◆ Work task: Below are the records. Gather each line that holds "month".

Start of Block

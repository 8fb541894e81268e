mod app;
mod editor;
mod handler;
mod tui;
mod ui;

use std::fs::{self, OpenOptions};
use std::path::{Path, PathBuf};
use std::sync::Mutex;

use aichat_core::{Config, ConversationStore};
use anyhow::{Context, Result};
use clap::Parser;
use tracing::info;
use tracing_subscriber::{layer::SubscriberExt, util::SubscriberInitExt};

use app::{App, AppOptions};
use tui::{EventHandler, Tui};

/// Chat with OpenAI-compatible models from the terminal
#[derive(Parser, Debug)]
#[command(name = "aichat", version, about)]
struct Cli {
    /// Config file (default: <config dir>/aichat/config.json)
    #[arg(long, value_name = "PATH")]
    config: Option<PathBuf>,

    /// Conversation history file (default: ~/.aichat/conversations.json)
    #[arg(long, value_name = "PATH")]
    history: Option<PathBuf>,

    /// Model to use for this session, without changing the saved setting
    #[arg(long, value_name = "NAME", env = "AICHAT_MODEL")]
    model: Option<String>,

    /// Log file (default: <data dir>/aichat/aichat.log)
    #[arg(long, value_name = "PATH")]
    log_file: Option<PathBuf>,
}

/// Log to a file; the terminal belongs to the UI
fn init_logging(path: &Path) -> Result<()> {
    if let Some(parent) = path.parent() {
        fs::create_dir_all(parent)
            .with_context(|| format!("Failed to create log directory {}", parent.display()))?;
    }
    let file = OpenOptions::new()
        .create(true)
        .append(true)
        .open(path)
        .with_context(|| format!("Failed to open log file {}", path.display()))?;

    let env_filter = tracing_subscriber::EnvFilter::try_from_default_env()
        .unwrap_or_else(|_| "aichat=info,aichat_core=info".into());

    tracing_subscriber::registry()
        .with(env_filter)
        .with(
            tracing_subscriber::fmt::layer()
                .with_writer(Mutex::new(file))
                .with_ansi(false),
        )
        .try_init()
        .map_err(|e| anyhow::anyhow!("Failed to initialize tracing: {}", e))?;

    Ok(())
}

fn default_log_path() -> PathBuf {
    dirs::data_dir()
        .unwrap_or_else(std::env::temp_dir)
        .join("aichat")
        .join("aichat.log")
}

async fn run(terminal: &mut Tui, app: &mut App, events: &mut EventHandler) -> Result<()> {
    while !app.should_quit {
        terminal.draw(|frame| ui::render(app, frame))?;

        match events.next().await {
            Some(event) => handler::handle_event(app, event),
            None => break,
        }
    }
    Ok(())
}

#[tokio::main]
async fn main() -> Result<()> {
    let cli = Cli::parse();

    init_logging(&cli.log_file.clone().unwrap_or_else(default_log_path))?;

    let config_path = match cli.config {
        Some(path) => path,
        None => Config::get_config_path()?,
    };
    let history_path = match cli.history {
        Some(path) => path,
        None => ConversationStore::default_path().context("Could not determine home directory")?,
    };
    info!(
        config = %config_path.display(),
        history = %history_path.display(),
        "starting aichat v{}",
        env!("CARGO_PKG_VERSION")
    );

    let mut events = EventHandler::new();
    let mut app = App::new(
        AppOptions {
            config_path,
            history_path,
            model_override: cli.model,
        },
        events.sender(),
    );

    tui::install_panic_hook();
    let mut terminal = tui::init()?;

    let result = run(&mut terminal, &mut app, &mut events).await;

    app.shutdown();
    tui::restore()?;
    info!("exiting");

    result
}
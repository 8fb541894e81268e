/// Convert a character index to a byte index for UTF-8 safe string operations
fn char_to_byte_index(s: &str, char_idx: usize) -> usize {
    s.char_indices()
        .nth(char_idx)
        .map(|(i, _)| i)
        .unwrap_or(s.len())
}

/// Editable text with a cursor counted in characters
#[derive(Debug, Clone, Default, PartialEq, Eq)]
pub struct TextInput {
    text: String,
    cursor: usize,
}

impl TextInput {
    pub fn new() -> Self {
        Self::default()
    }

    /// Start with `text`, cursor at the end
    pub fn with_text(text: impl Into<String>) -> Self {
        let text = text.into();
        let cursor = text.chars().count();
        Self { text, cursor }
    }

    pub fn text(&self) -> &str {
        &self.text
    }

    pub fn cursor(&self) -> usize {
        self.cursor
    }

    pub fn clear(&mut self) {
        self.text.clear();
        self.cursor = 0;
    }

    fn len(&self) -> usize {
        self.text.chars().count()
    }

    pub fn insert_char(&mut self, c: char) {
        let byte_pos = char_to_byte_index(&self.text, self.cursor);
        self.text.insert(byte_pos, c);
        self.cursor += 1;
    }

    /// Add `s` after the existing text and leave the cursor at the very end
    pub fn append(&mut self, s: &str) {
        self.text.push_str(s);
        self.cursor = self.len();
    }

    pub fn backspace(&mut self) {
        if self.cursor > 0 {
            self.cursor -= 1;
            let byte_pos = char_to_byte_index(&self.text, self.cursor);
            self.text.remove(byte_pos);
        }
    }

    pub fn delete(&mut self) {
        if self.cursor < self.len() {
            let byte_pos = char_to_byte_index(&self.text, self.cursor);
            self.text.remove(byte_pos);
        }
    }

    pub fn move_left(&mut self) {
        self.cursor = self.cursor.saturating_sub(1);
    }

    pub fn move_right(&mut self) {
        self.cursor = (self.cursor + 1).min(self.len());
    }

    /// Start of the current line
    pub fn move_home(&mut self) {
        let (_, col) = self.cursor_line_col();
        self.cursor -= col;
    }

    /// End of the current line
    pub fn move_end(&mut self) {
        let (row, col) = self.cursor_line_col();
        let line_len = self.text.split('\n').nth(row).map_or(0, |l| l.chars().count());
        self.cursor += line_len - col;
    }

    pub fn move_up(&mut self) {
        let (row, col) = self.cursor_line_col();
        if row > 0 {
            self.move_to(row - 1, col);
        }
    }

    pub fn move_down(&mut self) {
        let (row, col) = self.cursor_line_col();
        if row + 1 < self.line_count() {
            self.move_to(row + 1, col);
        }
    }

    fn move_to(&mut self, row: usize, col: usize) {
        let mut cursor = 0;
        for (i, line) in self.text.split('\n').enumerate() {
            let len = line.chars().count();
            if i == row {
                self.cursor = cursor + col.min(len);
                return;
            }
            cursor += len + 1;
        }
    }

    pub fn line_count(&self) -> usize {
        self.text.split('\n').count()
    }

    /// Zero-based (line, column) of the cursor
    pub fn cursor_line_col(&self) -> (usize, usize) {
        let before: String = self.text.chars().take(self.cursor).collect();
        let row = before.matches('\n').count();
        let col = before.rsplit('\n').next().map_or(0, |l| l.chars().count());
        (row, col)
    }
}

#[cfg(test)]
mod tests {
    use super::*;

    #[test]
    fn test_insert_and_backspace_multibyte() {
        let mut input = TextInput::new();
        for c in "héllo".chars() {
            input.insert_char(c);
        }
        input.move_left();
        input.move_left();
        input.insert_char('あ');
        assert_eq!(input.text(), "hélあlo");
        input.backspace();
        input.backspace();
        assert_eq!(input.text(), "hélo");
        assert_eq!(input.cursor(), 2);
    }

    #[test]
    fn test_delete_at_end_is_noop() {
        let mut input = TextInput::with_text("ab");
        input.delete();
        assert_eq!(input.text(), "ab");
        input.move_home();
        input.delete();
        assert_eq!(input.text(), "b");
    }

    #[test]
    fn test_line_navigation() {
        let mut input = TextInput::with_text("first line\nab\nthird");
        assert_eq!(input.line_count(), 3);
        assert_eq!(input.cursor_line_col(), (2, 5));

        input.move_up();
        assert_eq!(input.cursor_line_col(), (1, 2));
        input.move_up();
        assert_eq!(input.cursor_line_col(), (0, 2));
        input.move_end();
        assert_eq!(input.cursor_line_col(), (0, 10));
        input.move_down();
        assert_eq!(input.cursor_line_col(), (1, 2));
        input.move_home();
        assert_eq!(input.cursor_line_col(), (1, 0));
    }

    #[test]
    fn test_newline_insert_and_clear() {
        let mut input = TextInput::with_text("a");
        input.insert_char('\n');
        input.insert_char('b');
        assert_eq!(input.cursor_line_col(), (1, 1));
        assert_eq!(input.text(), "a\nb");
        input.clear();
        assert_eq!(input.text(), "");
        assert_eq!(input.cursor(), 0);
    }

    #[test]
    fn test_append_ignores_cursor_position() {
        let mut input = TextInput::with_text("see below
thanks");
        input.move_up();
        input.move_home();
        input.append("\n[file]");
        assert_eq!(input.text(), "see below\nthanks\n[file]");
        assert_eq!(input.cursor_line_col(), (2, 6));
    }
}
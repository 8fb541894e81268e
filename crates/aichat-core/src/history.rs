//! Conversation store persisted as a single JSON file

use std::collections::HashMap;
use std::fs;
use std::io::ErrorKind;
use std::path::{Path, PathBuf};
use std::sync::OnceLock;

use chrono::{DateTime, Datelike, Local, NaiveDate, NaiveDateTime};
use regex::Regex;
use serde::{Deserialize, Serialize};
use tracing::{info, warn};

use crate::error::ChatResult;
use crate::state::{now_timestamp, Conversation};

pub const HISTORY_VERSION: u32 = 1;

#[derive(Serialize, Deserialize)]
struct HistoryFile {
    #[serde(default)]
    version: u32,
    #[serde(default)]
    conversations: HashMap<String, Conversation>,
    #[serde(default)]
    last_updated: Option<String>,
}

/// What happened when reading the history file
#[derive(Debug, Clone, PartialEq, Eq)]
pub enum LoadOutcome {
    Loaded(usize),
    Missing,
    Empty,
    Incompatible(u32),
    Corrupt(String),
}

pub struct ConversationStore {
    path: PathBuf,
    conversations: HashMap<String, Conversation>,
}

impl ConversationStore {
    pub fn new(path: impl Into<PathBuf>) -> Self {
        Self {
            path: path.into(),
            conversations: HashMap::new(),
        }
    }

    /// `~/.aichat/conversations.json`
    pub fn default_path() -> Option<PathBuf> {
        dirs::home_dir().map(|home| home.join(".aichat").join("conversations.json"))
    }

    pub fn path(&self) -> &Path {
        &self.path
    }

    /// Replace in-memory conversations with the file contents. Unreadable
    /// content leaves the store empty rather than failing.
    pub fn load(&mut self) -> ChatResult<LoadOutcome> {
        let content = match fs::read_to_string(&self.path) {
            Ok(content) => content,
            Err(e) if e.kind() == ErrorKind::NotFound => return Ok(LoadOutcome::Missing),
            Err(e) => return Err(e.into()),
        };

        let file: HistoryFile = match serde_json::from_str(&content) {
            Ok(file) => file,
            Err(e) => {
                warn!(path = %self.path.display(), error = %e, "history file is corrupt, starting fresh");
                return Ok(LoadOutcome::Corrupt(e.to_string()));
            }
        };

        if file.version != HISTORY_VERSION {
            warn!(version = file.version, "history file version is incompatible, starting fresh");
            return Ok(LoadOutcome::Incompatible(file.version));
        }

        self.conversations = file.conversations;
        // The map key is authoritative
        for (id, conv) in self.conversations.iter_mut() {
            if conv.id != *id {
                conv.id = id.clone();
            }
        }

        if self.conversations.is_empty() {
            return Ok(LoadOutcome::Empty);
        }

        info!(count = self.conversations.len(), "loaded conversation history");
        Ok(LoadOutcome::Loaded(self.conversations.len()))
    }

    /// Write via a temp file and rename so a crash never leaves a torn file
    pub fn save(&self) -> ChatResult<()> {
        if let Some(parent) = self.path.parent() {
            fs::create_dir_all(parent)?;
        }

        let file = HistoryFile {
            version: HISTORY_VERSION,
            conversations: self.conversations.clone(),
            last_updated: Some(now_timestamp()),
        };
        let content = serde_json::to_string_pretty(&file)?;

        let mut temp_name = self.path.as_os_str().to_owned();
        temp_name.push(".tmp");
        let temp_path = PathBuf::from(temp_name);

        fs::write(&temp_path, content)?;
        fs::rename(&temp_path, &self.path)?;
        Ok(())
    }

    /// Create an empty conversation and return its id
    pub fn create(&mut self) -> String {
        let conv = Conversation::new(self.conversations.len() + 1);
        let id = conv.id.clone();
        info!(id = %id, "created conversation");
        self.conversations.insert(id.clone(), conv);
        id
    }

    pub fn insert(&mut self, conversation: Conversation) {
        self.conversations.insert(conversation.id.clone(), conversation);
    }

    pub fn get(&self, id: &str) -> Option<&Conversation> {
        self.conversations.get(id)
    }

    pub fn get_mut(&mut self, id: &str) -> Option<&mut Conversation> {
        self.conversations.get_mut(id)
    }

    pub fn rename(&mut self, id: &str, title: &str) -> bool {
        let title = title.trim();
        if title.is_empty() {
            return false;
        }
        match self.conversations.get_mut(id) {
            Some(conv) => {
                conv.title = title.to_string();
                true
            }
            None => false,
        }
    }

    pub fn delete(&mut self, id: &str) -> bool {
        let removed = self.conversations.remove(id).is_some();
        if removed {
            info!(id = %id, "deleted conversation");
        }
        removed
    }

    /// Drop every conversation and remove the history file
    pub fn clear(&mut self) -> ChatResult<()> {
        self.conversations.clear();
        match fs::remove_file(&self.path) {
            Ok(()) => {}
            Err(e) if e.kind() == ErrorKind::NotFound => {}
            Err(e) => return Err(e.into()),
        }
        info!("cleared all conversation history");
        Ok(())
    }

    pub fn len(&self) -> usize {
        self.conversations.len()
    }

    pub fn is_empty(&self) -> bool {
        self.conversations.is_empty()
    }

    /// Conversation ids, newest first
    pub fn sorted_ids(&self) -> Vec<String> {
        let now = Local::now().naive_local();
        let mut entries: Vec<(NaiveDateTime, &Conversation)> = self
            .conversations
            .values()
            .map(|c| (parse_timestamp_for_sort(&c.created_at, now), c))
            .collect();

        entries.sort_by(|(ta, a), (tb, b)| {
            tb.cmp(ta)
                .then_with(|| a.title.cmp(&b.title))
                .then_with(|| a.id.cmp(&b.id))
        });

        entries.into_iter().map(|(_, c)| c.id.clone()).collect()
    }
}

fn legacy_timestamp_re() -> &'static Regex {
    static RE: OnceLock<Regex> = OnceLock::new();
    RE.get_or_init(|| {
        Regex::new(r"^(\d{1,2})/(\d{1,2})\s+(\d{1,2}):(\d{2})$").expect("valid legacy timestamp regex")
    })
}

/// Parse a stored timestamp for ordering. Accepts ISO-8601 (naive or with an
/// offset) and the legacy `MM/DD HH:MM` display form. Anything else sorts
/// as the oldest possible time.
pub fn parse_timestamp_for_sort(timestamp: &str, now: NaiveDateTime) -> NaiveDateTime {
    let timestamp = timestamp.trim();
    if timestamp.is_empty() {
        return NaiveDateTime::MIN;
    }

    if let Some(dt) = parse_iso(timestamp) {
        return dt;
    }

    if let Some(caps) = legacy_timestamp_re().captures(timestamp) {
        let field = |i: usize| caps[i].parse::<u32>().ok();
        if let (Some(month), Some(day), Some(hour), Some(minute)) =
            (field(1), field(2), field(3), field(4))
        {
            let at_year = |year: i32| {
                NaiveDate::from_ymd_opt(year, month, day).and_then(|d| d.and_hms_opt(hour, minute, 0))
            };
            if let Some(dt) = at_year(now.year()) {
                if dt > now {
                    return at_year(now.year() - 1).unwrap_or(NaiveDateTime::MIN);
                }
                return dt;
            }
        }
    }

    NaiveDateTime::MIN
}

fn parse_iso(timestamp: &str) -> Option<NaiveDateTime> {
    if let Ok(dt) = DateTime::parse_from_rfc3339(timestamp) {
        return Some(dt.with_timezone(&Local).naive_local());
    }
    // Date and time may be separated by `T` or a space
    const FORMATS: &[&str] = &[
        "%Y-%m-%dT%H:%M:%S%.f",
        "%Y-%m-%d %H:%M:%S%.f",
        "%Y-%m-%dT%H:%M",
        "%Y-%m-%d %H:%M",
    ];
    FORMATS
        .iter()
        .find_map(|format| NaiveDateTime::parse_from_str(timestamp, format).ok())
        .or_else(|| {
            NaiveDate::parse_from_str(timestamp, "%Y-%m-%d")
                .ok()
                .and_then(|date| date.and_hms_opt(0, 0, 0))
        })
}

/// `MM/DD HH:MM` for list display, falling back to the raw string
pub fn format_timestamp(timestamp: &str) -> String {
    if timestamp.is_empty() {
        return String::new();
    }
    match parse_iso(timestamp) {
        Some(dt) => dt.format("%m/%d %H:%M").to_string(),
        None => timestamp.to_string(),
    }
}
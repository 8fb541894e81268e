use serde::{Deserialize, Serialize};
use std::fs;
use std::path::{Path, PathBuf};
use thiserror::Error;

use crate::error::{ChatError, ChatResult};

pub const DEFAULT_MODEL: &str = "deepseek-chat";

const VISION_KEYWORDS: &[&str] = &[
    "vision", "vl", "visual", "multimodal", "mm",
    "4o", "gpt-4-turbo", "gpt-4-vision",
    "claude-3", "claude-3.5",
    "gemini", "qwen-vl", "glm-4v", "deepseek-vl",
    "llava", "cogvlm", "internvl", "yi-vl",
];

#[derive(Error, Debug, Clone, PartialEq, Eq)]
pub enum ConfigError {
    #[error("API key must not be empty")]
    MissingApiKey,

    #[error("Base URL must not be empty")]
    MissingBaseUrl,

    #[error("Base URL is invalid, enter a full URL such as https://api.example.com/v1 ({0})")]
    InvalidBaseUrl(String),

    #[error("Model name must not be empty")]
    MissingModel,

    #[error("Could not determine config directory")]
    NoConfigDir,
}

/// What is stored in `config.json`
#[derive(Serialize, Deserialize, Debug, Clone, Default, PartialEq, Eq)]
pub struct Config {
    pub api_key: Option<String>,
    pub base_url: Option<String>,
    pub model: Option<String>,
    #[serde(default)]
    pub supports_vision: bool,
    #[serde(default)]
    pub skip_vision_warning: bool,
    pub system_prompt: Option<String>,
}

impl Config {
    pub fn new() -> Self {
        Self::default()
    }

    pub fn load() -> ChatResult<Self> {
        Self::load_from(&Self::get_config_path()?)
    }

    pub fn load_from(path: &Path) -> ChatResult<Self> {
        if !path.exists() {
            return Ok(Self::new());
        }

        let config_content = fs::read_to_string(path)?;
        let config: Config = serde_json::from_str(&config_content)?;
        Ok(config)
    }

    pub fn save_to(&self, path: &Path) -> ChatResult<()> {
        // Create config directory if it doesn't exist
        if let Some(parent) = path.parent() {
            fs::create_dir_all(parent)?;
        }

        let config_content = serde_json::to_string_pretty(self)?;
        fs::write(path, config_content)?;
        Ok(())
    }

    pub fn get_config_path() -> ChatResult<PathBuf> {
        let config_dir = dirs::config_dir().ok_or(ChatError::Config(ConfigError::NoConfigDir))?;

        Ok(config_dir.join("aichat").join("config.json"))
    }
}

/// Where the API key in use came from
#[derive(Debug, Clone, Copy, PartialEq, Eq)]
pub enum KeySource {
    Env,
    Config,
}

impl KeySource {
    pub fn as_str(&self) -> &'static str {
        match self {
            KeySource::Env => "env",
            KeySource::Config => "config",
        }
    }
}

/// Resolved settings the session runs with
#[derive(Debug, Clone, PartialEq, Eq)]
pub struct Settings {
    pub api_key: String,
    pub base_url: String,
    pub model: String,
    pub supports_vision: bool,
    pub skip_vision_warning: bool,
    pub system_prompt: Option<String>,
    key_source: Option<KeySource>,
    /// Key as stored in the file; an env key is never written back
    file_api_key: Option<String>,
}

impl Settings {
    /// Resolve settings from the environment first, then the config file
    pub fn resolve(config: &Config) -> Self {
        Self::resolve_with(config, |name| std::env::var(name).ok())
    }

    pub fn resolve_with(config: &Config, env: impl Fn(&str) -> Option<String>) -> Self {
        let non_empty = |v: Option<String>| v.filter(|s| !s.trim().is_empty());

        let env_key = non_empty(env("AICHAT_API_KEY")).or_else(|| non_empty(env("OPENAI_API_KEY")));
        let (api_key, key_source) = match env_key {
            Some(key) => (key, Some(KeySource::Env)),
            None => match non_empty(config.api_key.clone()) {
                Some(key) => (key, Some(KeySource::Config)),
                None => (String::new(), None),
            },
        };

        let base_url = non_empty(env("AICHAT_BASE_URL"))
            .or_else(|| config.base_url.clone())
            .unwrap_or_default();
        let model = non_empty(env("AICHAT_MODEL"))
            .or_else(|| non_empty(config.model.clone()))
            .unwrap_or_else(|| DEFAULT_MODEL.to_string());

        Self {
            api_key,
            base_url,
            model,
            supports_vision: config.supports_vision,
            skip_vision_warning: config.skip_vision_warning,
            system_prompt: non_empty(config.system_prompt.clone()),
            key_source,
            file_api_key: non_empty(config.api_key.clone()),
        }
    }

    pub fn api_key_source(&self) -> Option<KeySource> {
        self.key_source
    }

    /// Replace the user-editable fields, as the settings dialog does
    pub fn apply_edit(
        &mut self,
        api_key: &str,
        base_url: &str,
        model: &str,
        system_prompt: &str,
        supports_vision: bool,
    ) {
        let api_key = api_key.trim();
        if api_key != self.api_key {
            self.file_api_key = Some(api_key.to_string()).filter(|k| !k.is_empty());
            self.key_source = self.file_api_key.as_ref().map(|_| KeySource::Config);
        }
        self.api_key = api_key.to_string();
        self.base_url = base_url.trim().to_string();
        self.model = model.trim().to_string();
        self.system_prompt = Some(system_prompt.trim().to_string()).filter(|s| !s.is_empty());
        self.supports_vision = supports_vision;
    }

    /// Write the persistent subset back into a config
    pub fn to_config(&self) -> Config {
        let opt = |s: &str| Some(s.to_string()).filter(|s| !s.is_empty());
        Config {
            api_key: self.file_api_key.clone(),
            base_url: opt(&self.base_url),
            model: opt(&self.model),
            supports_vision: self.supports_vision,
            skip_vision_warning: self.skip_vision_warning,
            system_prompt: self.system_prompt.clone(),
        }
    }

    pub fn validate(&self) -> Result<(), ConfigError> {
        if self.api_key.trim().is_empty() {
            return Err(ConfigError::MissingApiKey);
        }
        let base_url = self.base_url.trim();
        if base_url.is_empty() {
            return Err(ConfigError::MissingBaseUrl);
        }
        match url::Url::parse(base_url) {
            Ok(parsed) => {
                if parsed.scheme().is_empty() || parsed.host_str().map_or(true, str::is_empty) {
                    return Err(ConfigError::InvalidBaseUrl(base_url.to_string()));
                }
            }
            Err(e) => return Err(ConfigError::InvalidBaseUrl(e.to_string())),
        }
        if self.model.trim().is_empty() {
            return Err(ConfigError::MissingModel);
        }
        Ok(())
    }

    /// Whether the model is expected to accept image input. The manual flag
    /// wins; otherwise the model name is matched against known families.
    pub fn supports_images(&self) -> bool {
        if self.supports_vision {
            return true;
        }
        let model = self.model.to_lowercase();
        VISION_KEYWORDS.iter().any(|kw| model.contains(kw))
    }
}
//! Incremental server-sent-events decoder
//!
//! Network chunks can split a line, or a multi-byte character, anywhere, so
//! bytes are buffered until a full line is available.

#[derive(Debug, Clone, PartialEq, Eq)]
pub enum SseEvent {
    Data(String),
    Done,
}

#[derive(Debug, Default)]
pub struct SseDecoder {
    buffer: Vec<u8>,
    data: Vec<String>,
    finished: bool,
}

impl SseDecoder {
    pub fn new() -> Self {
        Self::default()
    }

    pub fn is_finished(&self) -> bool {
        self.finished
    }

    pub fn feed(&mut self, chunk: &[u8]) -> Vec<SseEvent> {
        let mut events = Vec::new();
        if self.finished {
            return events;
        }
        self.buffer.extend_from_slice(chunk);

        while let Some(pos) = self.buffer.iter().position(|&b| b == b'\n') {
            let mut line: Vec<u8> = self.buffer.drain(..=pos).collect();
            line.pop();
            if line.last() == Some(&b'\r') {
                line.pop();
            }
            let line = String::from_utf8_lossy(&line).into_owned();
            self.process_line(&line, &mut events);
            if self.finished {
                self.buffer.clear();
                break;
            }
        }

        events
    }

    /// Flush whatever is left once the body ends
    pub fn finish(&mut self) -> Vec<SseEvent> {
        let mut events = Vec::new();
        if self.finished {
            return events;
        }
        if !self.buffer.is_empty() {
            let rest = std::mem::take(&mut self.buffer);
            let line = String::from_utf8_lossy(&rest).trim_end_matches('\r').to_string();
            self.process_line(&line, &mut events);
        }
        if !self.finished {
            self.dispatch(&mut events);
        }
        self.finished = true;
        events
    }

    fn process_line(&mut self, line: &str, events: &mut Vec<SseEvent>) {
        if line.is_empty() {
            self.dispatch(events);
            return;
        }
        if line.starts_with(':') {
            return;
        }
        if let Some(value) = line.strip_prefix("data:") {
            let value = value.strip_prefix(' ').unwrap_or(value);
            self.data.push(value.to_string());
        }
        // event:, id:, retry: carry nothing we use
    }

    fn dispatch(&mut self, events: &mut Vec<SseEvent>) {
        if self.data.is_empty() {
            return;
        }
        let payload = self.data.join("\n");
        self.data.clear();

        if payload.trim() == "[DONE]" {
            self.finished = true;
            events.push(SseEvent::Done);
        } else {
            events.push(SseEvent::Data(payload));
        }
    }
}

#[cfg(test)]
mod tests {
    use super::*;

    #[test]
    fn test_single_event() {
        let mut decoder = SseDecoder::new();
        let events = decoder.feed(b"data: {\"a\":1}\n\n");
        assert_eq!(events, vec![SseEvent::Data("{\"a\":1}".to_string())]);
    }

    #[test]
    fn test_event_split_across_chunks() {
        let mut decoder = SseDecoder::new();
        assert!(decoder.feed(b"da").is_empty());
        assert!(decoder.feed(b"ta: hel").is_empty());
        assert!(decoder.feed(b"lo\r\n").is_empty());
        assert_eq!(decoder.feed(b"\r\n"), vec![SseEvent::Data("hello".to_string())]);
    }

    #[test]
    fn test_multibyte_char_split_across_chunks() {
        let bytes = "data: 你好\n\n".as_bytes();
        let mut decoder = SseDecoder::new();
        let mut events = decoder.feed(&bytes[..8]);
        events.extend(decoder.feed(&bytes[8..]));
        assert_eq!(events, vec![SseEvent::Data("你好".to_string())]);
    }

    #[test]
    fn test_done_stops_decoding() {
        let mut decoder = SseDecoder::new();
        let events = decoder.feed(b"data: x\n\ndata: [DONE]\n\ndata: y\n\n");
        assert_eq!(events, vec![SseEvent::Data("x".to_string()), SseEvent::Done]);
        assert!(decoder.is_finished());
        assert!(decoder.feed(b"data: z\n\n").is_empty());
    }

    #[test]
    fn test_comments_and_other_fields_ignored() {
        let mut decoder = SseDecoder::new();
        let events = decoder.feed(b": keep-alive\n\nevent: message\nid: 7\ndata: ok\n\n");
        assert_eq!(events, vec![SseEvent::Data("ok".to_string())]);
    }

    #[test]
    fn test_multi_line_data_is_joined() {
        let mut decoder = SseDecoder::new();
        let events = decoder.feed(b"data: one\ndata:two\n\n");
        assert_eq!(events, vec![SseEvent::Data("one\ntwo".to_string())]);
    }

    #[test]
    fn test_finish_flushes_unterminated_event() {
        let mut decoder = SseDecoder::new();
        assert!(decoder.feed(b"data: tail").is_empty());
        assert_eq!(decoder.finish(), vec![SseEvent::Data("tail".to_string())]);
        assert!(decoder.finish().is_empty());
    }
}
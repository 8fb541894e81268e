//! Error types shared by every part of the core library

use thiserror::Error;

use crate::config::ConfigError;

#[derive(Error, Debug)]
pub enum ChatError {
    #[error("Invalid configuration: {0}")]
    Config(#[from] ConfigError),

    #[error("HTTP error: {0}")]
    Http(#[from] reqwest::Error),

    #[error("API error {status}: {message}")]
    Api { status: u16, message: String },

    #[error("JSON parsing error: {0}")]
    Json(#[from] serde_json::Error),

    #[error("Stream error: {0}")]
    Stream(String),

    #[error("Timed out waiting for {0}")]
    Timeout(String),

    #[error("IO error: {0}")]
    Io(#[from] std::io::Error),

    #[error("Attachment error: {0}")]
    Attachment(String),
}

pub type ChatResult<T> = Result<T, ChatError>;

End of Block

◆ Output for this exercise:
        if let (Some(month), Some(day), Some(hour), Some(minute)) =
                NaiveDate::from_ymd_opt(year, month, day).and_then(|d| d.and_hms_opt(hour, minute, 0))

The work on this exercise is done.